## Your instructions:
Copy every line in the records below that contains the word "with".
++++++++
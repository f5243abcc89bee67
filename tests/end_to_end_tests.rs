//! Run the `cloudpeek` binary against the in-process fake backend.

use std::io::Write;
use std::process::{Command, Output};

use gcp_client::testing::{Endpoint, FakeBackend};
use serde_json::{Value, json};

const METRIC: &str = "custom.googleapis.com/login_latency";

fn config_file(backend: &FakeBackend) -> tempfile::NamedTempFile {
    let mut file = tempfile::Builder::new().suffix(".toml").tempfile().unwrap();
    write!(
        file,
        r#"
[project]
id = "demo"
access_token = "static-token"

[http]
timeout = "5s"
monitoring_endpoint = "{base}"
logging_endpoint = "{base}"
trace_endpoint = "{base}"

[metrics]
types = ["{METRIC}"]

[logs]
name = "app"
limit = 2
"#,
        base = backend.base_url()
    )
    .unwrap();
    file
}

fn seed(backend: &FakeBackend) {
    // Newest point first, as Cloud Monitoring returns them
    backend.set_pages(
        Endpoint::TimeSeries,
        vec![vec![json!({
            "metric": {
                "type": METRIC,
                "labels": { "subject_id": "user-1", "subject_type": "user" }
            },
            "metricKind": "CUMULATIVE",
            "valueType": "DISTRIBUTION",
            "points": [
                {
                    "interval": { "startTime": "2024-05-01T10:00:00Z", "endTime": "2024-05-01T10:15:00Z" },
                    "value": { "distributionValue": { "count": "50" } }
                },
                {
                    "interval": { "startTime": "2024-05-01T10:00:00Z", "endTime": "2024-05-01T10:10:00Z" },
                    "value": { "distributionValue": { "count": "50" } }
                },
                {
                    "interval": { "startTime": "2024-05-01T10:00:00Z", "endTime": "2024-05-01T10:05:00Z" },
                    "value": { "distributionValue": { "count": "20" } }
                }
            ]
        })]],
    );
    backend.set_pages(
        Endpoint::LogEntries,
        vec![vec![json!({
            "logName": "projects/demo/logs/app",
            "timestamp": "2024-05-01T10:20:00Z",
            "severity": "ERROR",
            "textPayload": "login failed"
        })]],
    );
    backend.set_pages(
        Endpoint::Traces,
        vec![vec![json!({
            "projectId": "demo",
            "traceId": "abc123",
            "spans": [{
                "spanId": "1",
                "kind": "RPC_SERVER",
                "name": "/login",
                "startTime": "2024-05-01T10:00:00Z",
                "endTime": "2024-05-01T10:00:00.120Z"
            }]
        })]],
    );
}

async fn cloudpeek(args: Vec<String>) -> Output {
    tokio::task::spawn_blocking(move || {
        Command::new(env!("CARGO_BIN_EXE_cloudpeek"))
            .args(&args)
            .env_remove("RUST_LOG")
            .env_remove("PROJECT_ID")
            .env_remove("PROJECT_CREDENTIALS")
            .output()
            .unwrap()
    })
    .await
    .unwrap()
}

fn args(config: &tempfile::NamedTempFile, rest: &[&str]) -> Vec<String> {
    let mut args = vec![
        "--config".to_string(),
        config.path().display().to_string(),
    ];
    args.extend(rest.iter().map(|s| s.to_string()));
    args
}

#[tokio::test]
async fn test_all_signals_in_text() {
    let backend = FakeBackend::start().await.unwrap();
    seed(&backend);
    let config = config_file(&backend);

    let output = cloudpeek(args(&config, &[])).await;
    let stdout = String::from_utf8(output.stdout).unwrap();

    assert!(output.status.success(), "stderr: {}", String::from_utf8_lossy(&output.stderr));
    assert_eq!(
        stdout,
        "2024-05-01T10:20:00Z ERROR projects/demo/logs/app: login failed\n\
         -------------------\n\
         Metric Type: custom.googleapis.com/login_latency\n\
         Subject ID: user-1, Subject Type: user\n\
         Start Time: 2024-05-01T10:00:00Z, End Time: 2024-05-01T10:05:00Z, Count: 20\n\
         Start Time: 2024-05-01T10:05:00Z, End Time: 2024-05-01T10:10:00Z, Count: 30\n\
         -------------------\n\
         trace abc123 (1 spans) root=/login duration=120ms\n"
    );
}

#[tokio::test]
async fn test_show_empty_prints_zero_intervals() {
    let backend = FakeBackend::start().await.unwrap();
    seed(&backend);
    let config = config_file(&backend);

    let output = cloudpeek(args(&config, &["metrics", "--show-empty"])).await;
    let stdout = String::from_utf8(output.stdout).unwrap();

    assert!(output.status.success());
    assert!(stdout.contains(
        "Start Time: 2024-05-01T10:10:00Z, End Time: 2024-05-01T10:15:00Z, Count: 0"
    ));
    assert!(!stdout.contains("login failed"));
}

#[tokio::test]
async fn test_metrics_as_json() {
    let backend = FakeBackend::start().await.unwrap();
    seed(&backend);
    let config = config_file(&backend);

    let output = cloudpeek(args(&config, &["--format", "json", "metrics"])).await;
    let stdout = String::from_utf8(output.stdout).unwrap();

    assert!(output.status.success());
    let lines: Vec<Value> = stdout
        .lines()
        .map(|line| serde_json::from_str(line).unwrap())
        .collect();
    assert_eq!(lines.len(), 1);
    assert_eq!(lines[0]["subject_id"], "user-1");
    let counts: Vec<i64> = lines[0]["intervals"]
        .as_array()
        .unwrap()
        .iter()
        .map(|i| i["count"].as_i64().unwrap())
        .collect();
    assert_eq!(counts, vec![20, 30]);
}

#[tokio::test]
async fn test_failed_signal_exits_non_zero_after_the_rest() {
    let backend = FakeBackend::start().await.unwrap();
    seed(&backend);
    backend.fail(Endpoint::LogEntries, 503, "logging unavailable");
    let config = config_file(&backend);

    let output = cloudpeek(args(&config, &[])).await;
    let stdout = String::from_utf8(output.stdout).unwrap();
    let stderr = String::from_utf8(output.stderr).unwrap();

    assert!(!output.status.success());
    assert!(stdout.contains("Metric Type: custom.googleapis.com/login_latency"));
    assert!(stdout.contains("trace abc123"));
    assert!(stderr.contains("logging unavailable"));
    assert!(stderr.contains("log app"));
}

#[tokio::test]
async fn test_validate_does_not_contact_backend() {
    let backend = FakeBackend::start().await.unwrap();
    let config = config_file(&backend);

    let output = cloudpeek(args(&config, &["validate"])).await;

    assert!(output.status.success());
    assert!(backend.requests().is_empty());
}
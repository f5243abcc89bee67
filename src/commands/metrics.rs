use std::io::Write;

use anyhow::Context;
use clap::Args;
use common::config::MetricsConfig;
use common::source::{SeriesQuery, SeriesSource};

use super::Failures;
use crate::render::ConsoleRenderer;

#[derive(Args, Debug, Clone, Default)]
pub struct MetricsArgs {
    /// Metric type to poll, repeatable. Defaults to `metrics.types`
    #[arg(long = "metric", value_name = "TYPE")]
    pub metrics: Vec<String>,

    /// Only series whose subject_id label has this value
    #[arg(long, value_name = "ID")]
    pub subject: Option<String>,
}

/// One query per metric type, in configuration order.
pub fn queries(config: &MetricsConfig, args: &MetricsArgs) -> Vec<SeriesQuery> {
    let types = if args.metrics.is_empty() {
        &config.types
    } else {
        &args.metrics
    };
    let subject = args.subject.clone().or_else(|| config.subject.clone());

    types
        .iter()
        .map(|metric_type| SeriesQuery {
            metric_type: metric_type.clone(),
            subject_filter: subject.clone(),
            lookback: config.lookback,
        })
        .collect()
}

/// Fetch, extract and render every query. A failing metric type is recorded
/// and the remaining ones are still polled.
pub async fn run<W: Write>(
    source: &dyn SeriesSource,
    queries: &[SeriesQuery],
    renderer: &mut ConsoleRenderer<W>,
) -> anyhow::Result<Failures> {
    let mut failures = Failures::default();
    if queries.is_empty() {
        log::warn!("No metric types configured (set metrics.types or pass --metric)");
        return Ok(failures);
    }

    for query in queries {
        let series = match source.fetch(query).await {
            Ok(series) => series,
            Err(e) => {
                failures.record(format!("metric {}", query.metric_type), &e);
                continue;
            }
        };

        if series.is_empty() {
            log::info!("No time series found for {}", query.metric_type);
        }
        for raw in series {
            let extracted = delta::extract(raw, source.order());
            log::debug!(
                "{} subject={:?}: {} intervals, {} events",
                extracted.metric_type,
                extracted.subject_id,
                extracted.intervals.len(),
                extracted.total()
            );
            renderer
                .series(&extracted)
                .context("Failed to write metric output")?;
        }
    }

    Ok(failures)
}
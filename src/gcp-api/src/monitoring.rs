//! Cloud Monitoring API v3 (`projects.timeSeries.list`).

use std::collections::BTreeMap;

use chrono::{DateTime, Utc};
use serde::{Deserialize, Serialize};

/// Query parameters of `GET /v3/projects/{project}/timeSeries`.
#[derive(Debug, Clone, Serialize)]
pub struct ListTimeSeriesParams {
    pub filter: String,
    #[serde(rename = "interval.startTime")]
    pub interval_start_time: String,
    #[serde(rename = "interval.endTime")]
    pub interval_end_time: String,
    pub view: TimeSeriesView,
    #[serde(rename = "pageSize", skip_serializing_if = "Option::is_none")]
    pub page_size: Option<u32>,
    #[serde(rename = "pageToken", skip_serializing_if = "Option::is_none")]
    pub page_token: Option<String>,
}

#[derive(Debug, Clone, Copy, Default, Serialize, Deserialize, PartialEq, Eq)]
#[serde(rename_all = "SCREAMING_SNAKE_CASE")]
pub enum TimeSeriesView {
    #[default]
    Full,
    Headers,
}

#[derive(Debug, Clone, Default, Serialize, Deserialize)]
#[serde(rename_all = "camelCase")]
pub struct ListTimeSeriesResponse {
    #[serde(default)]
    pub time_series: Vec<TimeSeries>,
    #[serde(default)]
    pub next_page_token: String,
    #[serde(default)]
    pub unit: String,
}

#[derive(Debug, Clone, Default, Serialize, Deserialize)]
#[serde(rename_all = "camelCase")]
pub struct TimeSeries {
    #[serde(default)]
    pub metric: Metric,
    #[serde(default)]
    pub resource: MonitoredResource,
    #[serde(default)]
    pub metric_kind: String,
    #[serde(default)]
    pub value_type: String,
    /// Points are returned newest first.
    #[serde(default)]
    pub points: Vec<Point>,
    #[serde(default)]
    pub unit: String,
}

#[derive(Debug, Clone, Default, Serialize, Deserialize)]
pub struct Metric {
    #[serde(rename = "type", default)]
    pub metric_type: String,
    #[serde(default)]
    pub labels: BTreeMap<String, String>,
}

#[derive(Debug, Clone, Default, Serialize, Deserialize)]
pub struct MonitoredResource {
    #[serde(rename = "type", default)]
    pub resource_type: String,
    #[serde(default)]
    pub labels: BTreeMap<String, String>,
}

#[derive(Debug, Clone, Serialize, Deserialize)]
pub struct Point {
    pub interval: TimeInterval,
    #[serde(default)]
    pub value: TypedValue,
}

#[derive(Debug, Clone, Serialize, Deserialize)]
#[serde(rename_all = "camelCase")]
pub struct TimeInterval {
    pub end_time: DateTime<Utc>,
    /// Absent for gauge metrics, where the interval is a single instant.
    #[serde(default, skip_serializing_if = "Option::is_none")]
    pub start_time: Option<DateTime<Utc>>,
}

impl TimeInterval {
    pub fn start(&self) -> DateTime<Utc> {
        self.start_time.unwrap_or(self.end_time)
    }
}

#[derive(Debug, Clone, Default, Serialize, Deserialize)]
#[serde(rename_all = "camelCase")]
pub struct TypedValue {
    #[serde(default, skip_serializing_if = "Option::is_none")]
    pub bool_value: Option<bool>,
    #[serde(
        default,
        with = "crate::int64::option",
        skip_serializing_if = "Option::is_none"
    )]
    pub int64_value: Option<i64>,
    #[serde(default, skip_serializing_if = "Option::is_none")]
    pub double_value: Option<f64>,
    #[serde(default, skip_serializing_if = "Option::is_none")]
    pub string_value: Option<String>,
    #[serde(default, skip_serializing_if = "Option::is_none")]
    pub distribution_value: Option<Distribution>,
}

impl TypedValue {
    /// Event count carried by this value: the distribution's population
    /// count, or the raw integer for `INT64` metrics. Anything else counts as zero.
    pub fn count(&self) -> i64 {
        if let Some(distribution) = &self.distribution_value {
            return distribution.count;
        }
        self.int64_value.unwrap_or(0)
    }
}

#[derive(Debug, Clone, Default, Serialize, Deserialize)]
#[serde(rename_all = "camelCase")]
pub struct Distribution {
    #[serde(default, with = "crate::int64")]
    pub count: i64,
    #[serde(default)]
    pub mean: f64,
    #[serde(default)]
    pub sum_of_squared_deviation: f64,
    #[serde(default, with = "crate::int64::vec")]
    pub bucket_counts: Vec<i64>,
}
++++++++
## Result for this task:
        with = "crate::int64::option",
    #[serde(default, with = "crate::int64")]
    #[serde(default, with = "crate::int64::vec")]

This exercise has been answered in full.